Luke, the beloved physician, and Demas, greet you.
The apostle Paul wrote this letter from prison to a group of early Christians in the city of Colossae, in what is now Turkey. As was his custom, Paul closes with personal greetings from those sharing his difficult circumstances. Luke, described here as the doctor, is widely believed to be the same person who wrote the Gospel of Luke and the book of Acts — two of the most detailed accounts of Jesus's life and the early church. He was a physician and one of Paul's most loyal companions. Demas is also named here, present and warmly regarded. But a shadow follows his name: in one of Paul's later letters, 2 Timothy, Paul writes with grief that Demas has abandoned him because he loved this world.
Lord, I want to be a Luke — someone whose faithfulness shows up not just in bright moments but in the long chapters, when the world is loud and following you feels costly. Guard me from the slow drift that took Demas. Help me love what you love more than what fades. Keep me close. Amen.
Two names. One sentence. A world of difference hiding between them. When Paul wrote these words, both Luke and Demas were right there — faithful companions in a hard moment. You couldn't have told them apart from the outside. Both were present. Both sent greetings. But somewhere down the road, something in Demas shifted. The world pulled harder than the gospel, and he went. We tend to read endings backward, which makes Demas look like the obvious villain. But here in Colossians, he wasn't. He was just a person — like Luke, like you — making choices that accumulated slowly, a small preference here, a small withdrawal there. The difference between the two men wasn't a single dramatic moment of faithfulness or failure. It was the quiet math of ordinary decisions made when nobody was writing them down. Luke stayed. Demas drifted. Both had started at the same table. What in your own life has the slow, patient pull of the world on it — and what would it look like to choose, today, the Luke path?
Paul later writes that Demas loved this world — what do you think that looked like in his daily life as a first-century Christian traveling with a man in prison? What might it look like in yours?
Are there areas in your own life where you can feel a slow drift — places where the world's pull has quietly gotten stronger over months or years? How did that drift begin?
Both Luke and Demas were present with Paul in prison, which was itself an act of courage and loyalty. Why do you think their stories eventually diverged so dramatically?
Luke is remembered partly through his profession — he is the doctor even in scripture. How does the work you do shape your faith, either drawing you closer to God or pulling you toward other things?
What habits, relationships, or commitments help you stay persistently faithful — not just at the exciting beginning of faith, but through the long, ordinary middle of it?

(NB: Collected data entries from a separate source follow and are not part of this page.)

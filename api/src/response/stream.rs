//! Newline-delimited JSON decoding.
//!
//! [`StreamDecoder`] keeps one growing buffer per call. Complete lines are
//! parsed and handed out as soon as they arrive; a line split across
//! chunks waits in the buffer for the rest of its bytes.

use std::error::Error as StdError;
use std::pin::pin;
use std::sync::Arc;

use bytes::{Bytes, BytesMut};
use futures::{Stream, StreamExt};
use serde_json::Value;

use crate::casing::normalize_keys;
use crate::diagnostics::{Diagnostic, DiagnosticSink};
use crate::error::ResponseError;

/// Default upper bound for a single buffered record.
pub const DEFAULT_MAX_RECORD_BYTES: usize = 16 * 1024 * 1024;

/// Incremental NDJSON decoder.
///
/// ## Examples
///
/// ```
/// use std::sync::Arc;
/// use api_runtime::diagnostics::TracingSink;
/// use api_runtime::response::StreamDecoder;
/// use serde_json::json;
///
/// let mut decoder = StreamDecoder::new(Arc::new(TracingSink));
/// assert_eq!(decoder.push(b"{\"Id\":1}\n{\"Id\""), vec![json!({ "id": 1 })]);
/// assert_eq!(decoder.push(b":2}\n"), vec![json!({ "id": 2 })]);
/// assert_eq!(decoder.finish(), None);
/// ```
#[derive(Debug)]
pub struct StreamDecoder {
    buffer: BytesMut,
    /// Bytes of `buffer` already known to contain no newline.
    scanned: usize,
    max_record_bytes: usize,
    /// Set while the rest of an oversized record is being thrown away.
    discarding: bool,
    sink: Arc<dyn DiagnosticSink>,
}

impl StreamDecoder {
    pub fn new(sink: Arc<dyn DiagnosticSink>) -> Self {
        Self {
            buffer: BytesMut::new(),
            scanned: 0,
            max_record_bytes: DEFAULT_MAX_RECORD_BYTES,
            discarding: false,
            sink,
        }
    }

    /// Caps how many bytes a record may buffer while waiting for its
    /// newline.
    pub fn with_max_record_bytes(mut self, limit: usize) -> Self {
        self.max_record_bytes = limit;
        self
    }

    /// Number of bytes waiting for the end of their line.
    pub fn buffered(&self) -> usize {
        self.buffer.len()
    }

    /// Appends a chunk and returns every record it completed, in order.
    ///
    /// Blank lines are skipped. A complete line that is not JSON is
    /// reported as [`Diagnostic::MalformedRecord`] and skipped. A record
    /// that outgrows the size limit is reported once as
    /// [`Diagnostic::OversizedRecord`] and skipped up to its newline.
    pub fn push(&mut self, chunk: &[u8]) -> Vec<Value> {
        self.buffer.extend_from_slice(chunk);
        let mut records = Vec::new();

        while let Some(offset) = self.buffer[self.scanned..].iter().position(|b| *b == b'\n') {
            let mut line = self.buffer.split_to(self.scanned + offset + 1);
            self.scanned = 0;
            if self.discarding {
                self.discarding = false;
                continue;
            }
            line.truncate(line.len() - 1);
            if line.last() == Some(&b'\r') {
                line.truncate(line.len() - 1);
            }
            if let Some(record) = self.parse_line(&line) {
                records.push(record);
            }
        }

        if self.discarding {
            self.buffer.clear();
        } else if self.buffer.len() > self.max_record_bytes {
            self.sink.emit(Diagnostic::OversizedRecord {
                limit: self.max_record_bytes,
            });
            self.buffer.clear();
            self.discarding = true;
        }
        self.scanned = self.buffer.len();
        records
    }

    /// Ends the stream and parses whatever is left in the buffer.
    ///
    /// A tail that is not a complete record is dropped and reported as
    /// [`Diagnostic::TruncatedStream`].
    pub fn finish(mut self) -> Option<Value> {
        if self.discarding {
            return None;
        }
        let tail = self.buffer.split().freeze();
        if tail.iter().all(u8::is_ascii_whitespace) {
            return None;
        }
        match serde_json::from_slice::<Value>(&tail) {
            Ok(record) => Some(normalize_keys(record)),
            Err(_) => {
                self.sink.emit(Diagnostic::TruncatedStream {
                    remaining_bytes: tail.len(),
                });
                None
            }
        }
    }

    fn parse_line(&self, line: &[u8]) -> Option<Value> {
        if line.iter().all(u8::is_ascii_whitespace) {
            return None;
        }
        match serde_json::from_slice::<Value>(line) {
            Ok(record) => Some(normalize_keys(record)),
            Err(_) => {
                self.sink.emit(Diagnostic::MalformedRecord {
                    line: String::from_utf8_lossy(line).into_owned(),
                });
                None
            }
        }
    }
}

/// Folds every record of an NDJSON byte stream into an accumulator.
///
/// Records are key-normalized and folded strictly in arrival order.
///
/// ## Errors
///
/// Returns [`ResponseError::Stream`] if the underlying stream yields an
/// error; the partial accumulator is discarded.
pub async fn decode_stream<S, E, A, F>(
    stream: S,
    initial: A,
    mut fold: F,
    sink: Arc<dyn DiagnosticSink>,
) -> Result<A, ResponseError>
where
    S: Stream<Item = Result<Bytes, E>>,
    E: Into<Box<dyn StdError + Send + Sync>>,
    F: FnMut(A, Value) -> A,
{
    let mut stream = pin!(stream);
    let mut decoder = StreamDecoder::new(sink);
    let mut accumulator = initial;

    while let Some(chunk) = stream.next().await {
        let chunk = chunk.map_err(ResponseError::stream)?;
        for record in decoder.push(&chunk) {
            accumulator = fold(accumulator, record);
        }
    }
    if let Some(record) = decoder.finish() {
        accumulator = fold(accumulator, record);
    }
    Ok(accumulator)
}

Luke, the beloved physician, and Demas greet you.
AMP
Luke the beloved physician greets you, as does Demas.
ESV
Luke, the beloved physician, sends you his greetings, and [also] Demas.
NASB
Our dear friend Luke, the doctor, and Demas send greetings.
NIV
Luke the beloved physician and Demas greet you.
NKJV
Luke, the beloved doctor, sends his greetings, and so does Demas.
NLT
Luke, good friend and physician, and Demas both send greetings.